Scientific classification
- Kingdom: Animalia
- Phylum: Chordata
- Class: Actinopterygii
- Order: Cyprinodontiformes
- Family: Poeciliidae
- Genus: Limia
- Species: L. perugiae
- Binomial name: Limia perugiae (Evermann & H. W. Clark, 1906)
- Synonyms: Platypoecilus perugiae Evermann & Clark, 1906 ; Poecilia perugiae (Evermann & Clark, 1906) ;

= Perugia's limia =

- Authority: (Evermann & H. W. Clark, 1906)
- Conservation status: LC

Species of fish

Perugia's limia (Limia perugiae) is a poeciliid fish endemic to the Caribbean island of Hispaniola. It is one of the most widespread species in the Limia genus, inhabiting waters ranging from fresh to hypersaline. Unlike most Limia species, L. perugiae is omnivorous. Dominant males are especially colorful. Females give birth to live young.

==Taxonomy==
L. perugiae was described as Platypoecilus perugiae in 1906 by Barton Warren Evermann and Howard Walton Clark with a type locality given as a small stream in the San Francisco Mountains of the Dominican Republic. The specific name honors the Italian ichthyologist Alberto Perugia (1847–1897) of the Museo Civico di Storia Naturale di Genova in recognition of his work on West Indian fishes.

== Description==
L. perugiae populations inhabiting the hypersaline localities of Lago Enriquillo, Laguna de Oviedo, and Las Salinas are smaller and less colorful and have proportionally larger heads than those living in the nearby freshwater habitats. Freshwater males develop more distinct secondary sex characteristics, including a broader body and longer fins. The males from hypersaline populations have narrower bodies and a more juvenile appearance.
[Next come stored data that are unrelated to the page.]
//! Reference food catalog
//!
//! Static per-serving nutrient profiles for the known foods, with lookup and
//! search helpers.

use std::sync::LazyLock;

use crate::models::{Nutrient, Nutrients};

/// A reference food with its per-serving nutrient profile
#[derive(Debug, Clone)]
pub struct FoodProfile {
    pub key: &'static str,
    pub name: &'static str,
    pub category: &'static str,
    pub per_serving: Nutrients,
}

/// Build a profile from amounts listed in canonical nutrient order
/// (see `Nutrient::ALL`): calories, protein, carbs, fat, fiber, sugar,
/// sodium, potassium, calcium, iron, magnesium, phosphorus, zinc,
/// vitamins A/C/D/E/K, thiamine, riboflavin, niacin, B6, folate, B12,
/// cholesterol, saturated/monounsaturated/polyunsaturated fat.
fn profile(
    key: &'static str,
    name: &'static str,
    category: &'static str,
    amounts: [f64; 28],
) -> FoodProfile {
    let pairs: Vec<(Nutrient, f64)> = Nutrient::ALL.iter().copied().zip(amounts).collect();
    FoodProfile {
        key,
        name,
        category,
        per_serving: Nutrients::from_pairs(&pairs),
    }
}

static FOODS: LazyLock<Vec<FoodProfile>> = LazyLock::new(|| {
    vec![
        profile(
            "chicken_breast",
            "Chicken Breast (100g)",
            "Proteins",
            [
                165.0, 31.0, 0.0, 3.6, 0.0, 0.0, 74.0, 256.0, 15.0, 0.9, 25.0, 196.0, 1.0, 6.0,
                0.0, 0.1, 0.2, 0.0, 0.1, 0.1, 10.9, 0.5, 4.0, 0.3, 85.0, 1.0, 1.2, 0.8,
            ],
        ),
        profile(
            "salmon",
            "Atlantic Salmon (100g)",
            "Proteins",
            [
                208.0, 25.0, 0.0, 12.0, 0.0, 0.0, 44.0, 363.0, 9.0, 0.3, 27.0, 252.0, 0.4, 12.0,
                0.0, 11.0, 1.2, 0.0, 0.2, 0.1, 7.9, 0.6, 26.0, 2.8, 55.0, 3.1, 3.8, 3.9,
            ],
        ),
        profile(
            "eggs",
            "Large Egg (1 whole)",
            "Proteins",
            [
                70.0, 6.0, 0.4, 5.0, 0.0, 0.4, 70.0, 69.0, 28.0, 0.9, 6.0, 99.0, 0.6, 80.0, 0.0,
                1.1, 0.5, 0.3, 0.04, 0.2, 0.1, 0.1, 24.0, 0.6, 186.0, 1.6, 2.0, 0.7,
            ],
        ),
        profile(
            "brown_rice",
            "Brown Rice, cooked (1 cup)",
            "Grains",
            [
                216.0, 5.0, 45.0, 1.8, 3.5, 0.7, 2.0, 174.0, 20.0, 0.8, 84.0, 150.0, 1.2, 0.0,
                0.0, 0.0, 0.1, 1.2, 0.2, 0.05, 3.0, 0.3, 8.0, 0.0, 0.0, 0.4, 0.6, 0.6,
            ],
        ),
        profile(
            "oats",
            "Rolled Oats, dry (1/2 cup)",
            "Grains",
            [
                154.0, 5.0, 28.0, 3.0, 4.0, 1.0, 1.0, 147.0, 21.0, 1.7, 63.0, 180.0, 1.2, 0.0,
                0.0, 0.0, 0.2, 2.0, 0.2, 0.06, 0.4, 0.05, 14.0, 0.0, 0.0, 0.5, 0.9, 1.1,
            ],
        ),
        profile(
            "broccoli",
            "Broccoli, raw (1 cup chopped)",
            "Vegetables",
            [
                25.0, 3.0, 5.0, 0.3, 2.3, 1.5, 33.0, 288.0, 43.0, 0.7, 19.0, 60.0, 0.4, 567.0,
                81.0, 0.0, 0.7, 92.0, 0.06, 0.1, 0.6, 0.2, 57.0, 0.0, 0.0, 0.1, 0.02, 0.1,
            ],
        ),
        profile(
            "spinach",
            "Spinach, raw (1 cup)",
            "Vegetables",
            [
                7.0, 0.9, 1.1, 0.1, 0.7, 0.1, 24.0, 167.0, 30.0, 0.8, 24.0, 15.0, 0.2, 469.0,
                8.0, 0.0, 0.6, 145.0, 0.02, 0.05, 0.2, 0.06, 58.0, 0.0, 0.0, 0.02, 0.003, 0.05,
            ],
        ),
        profile(
            "banana",
            "Banana, medium (1 whole)",
            "Fruits",
            [
                105.0, 1.3, 27.0, 0.4, 3.1, 14.4, 1.0, 422.0, 6.0, 0.3, 32.0, 26.0, 0.2, 64.0,
                10.0, 0.0, 0.1, 0.5, 0.04, 0.09, 0.8, 0.4, 24.0, 0.0, 0.0, 0.1, 0.04, 0.1,
            ],
        ),
        profile(
            "apple",
            "Apple, medium (1 whole)",
            "Fruits",
            [
                95.0, 0.5, 25.0, 0.3, 4.4, 19.0, 2.0, 195.0, 11.0, 0.2, 9.0, 20.0, 0.1, 98.0,
                8.0, 0.0, 0.3, 4.0, 0.03, 0.05, 0.2, 0.08, 5.0, 0.0, 0.0, 0.1, 0.01, 0.1,
            ],
        ),
        profile(
            "greek_yogurt",
            "Greek Yogurt, plain (1 cup)",
            "Dairy",
            [
                130.0, 23.0, 9.0, 0.4, 0.0, 9.0, 65.0, 240.0, 230.0, 0.1, 20.0, 194.0, 1.1, 0.0,
                0.0, 0.0, 0.03, 0.2, 0.05, 0.3, 0.2, 0.1, 12.0, 1.3, 10.0, 0.3, 0.1, 0.04,
            ],
        ),
        profile(
            "almonds",
            "Almonds (1 oz, ~23 nuts)",
            "Nuts & Seeds",
            [
                164.0, 6.0, 6.0, 14.0, 3.5, 1.2, 0.0, 208.0, 76.0, 1.0, 76.0, 139.0, 0.9, 0.0,
                0.0, 0.0, 7.3, 0.0, 0.06, 0.3, 1.0, 0.04, 12.0, 0.0, 0.0, 1.1, 9.0, 3.5,
            ],
        ),
    ]
});

/// All reference foods
pub fn all_foods() -> &'static [FoodProfile] {
    &FOODS
}

/// Look up a reference food by key
pub fn get_food(key: &str) -> Option<&'static FoodProfile> {
    FOODS.iter().find(|f| f.key == key)
}

/// Search foods by name or category substring
///
/// An empty query returns the full catalog.
pub fn search_foods(query: &str) -> Vec<&'static FoodProfile> {
    if query.is_empty() {
        return FOODS.iter().collect();
    }
    let term = query.to_lowercase();
    FOODS
        .iter()
        .filter(|f| {
            f.name.to_lowercase().contains(&term) || f.category.to_lowercase().contains(&term)
        })
        .collect()
}

/// Foods in an exact category
pub fn foods_by_category(category: &str) -> Vec<&'static FoodProfile> {
    FOODS.iter().filter(|f| f.category == category).collect()
}

#[cfg(test)]
mod tests {
    use super::*;
    use crate::models::Nutrient;

    #[test]
    fn test_lookup_by_key() {
        let food = get_food("chicken_breast").unwrap();
        assert_eq!(food.name, "Chicken Breast (100g)");
        assert_eq!(food.per_serving.get(Nutrient::Calories), 165.0);
        assert_eq!(food.per_serving.get(Nutrient::Protein), 31.0);
        assert!(get_food("pizza").is_none());
    }

    #[test]
    fn test_every_food_has_a_full_profile() {
        for food in all_foods() {
            for nutrient in Nutrient::ALL {
                assert!(
                    food.per_serving.contains(nutrient),
                    "{} missing {}",
                    food.key,
                    nutrient.key()
                );
            }
        }
    }

    #[test]
    fn test_search_matches_name_and_category() {
        let by_name = search_foods("salmon");
        assert_eq!(by_name.len(), 1);
        assert_eq!(by_name[0].key, "salmon");

        let by_category = search_foods("fruits");
        assert_eq!(by_category.len(), 2);

        assert_eq!(search_foods("").len(), all_foods().len());
    }

    #[test]
    fn test_foods_by_category_is_exact() {
        assert_eq!(foods_by_category("Proteins").len(), 3);
        assert_eq!(foods_by_category("proteins").len(), 0);
    }
}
L. perugiae males are polymorphic for size, ranging in adulthood from 20 mm to 60 mm, and may be classified as large, intermediate, and small. The females show no such variation and average about 40 mm in adulthood. The cessation of growth is brought on by the onset of sexual maturity, which is in turn genetically determined but also influenced by environmental factors. In dominant males, the blue hues of the body are contrasted by the yellow caudal fin with a black margin and the black dorsal fin. The intensity of the coloration increases with the male's rank.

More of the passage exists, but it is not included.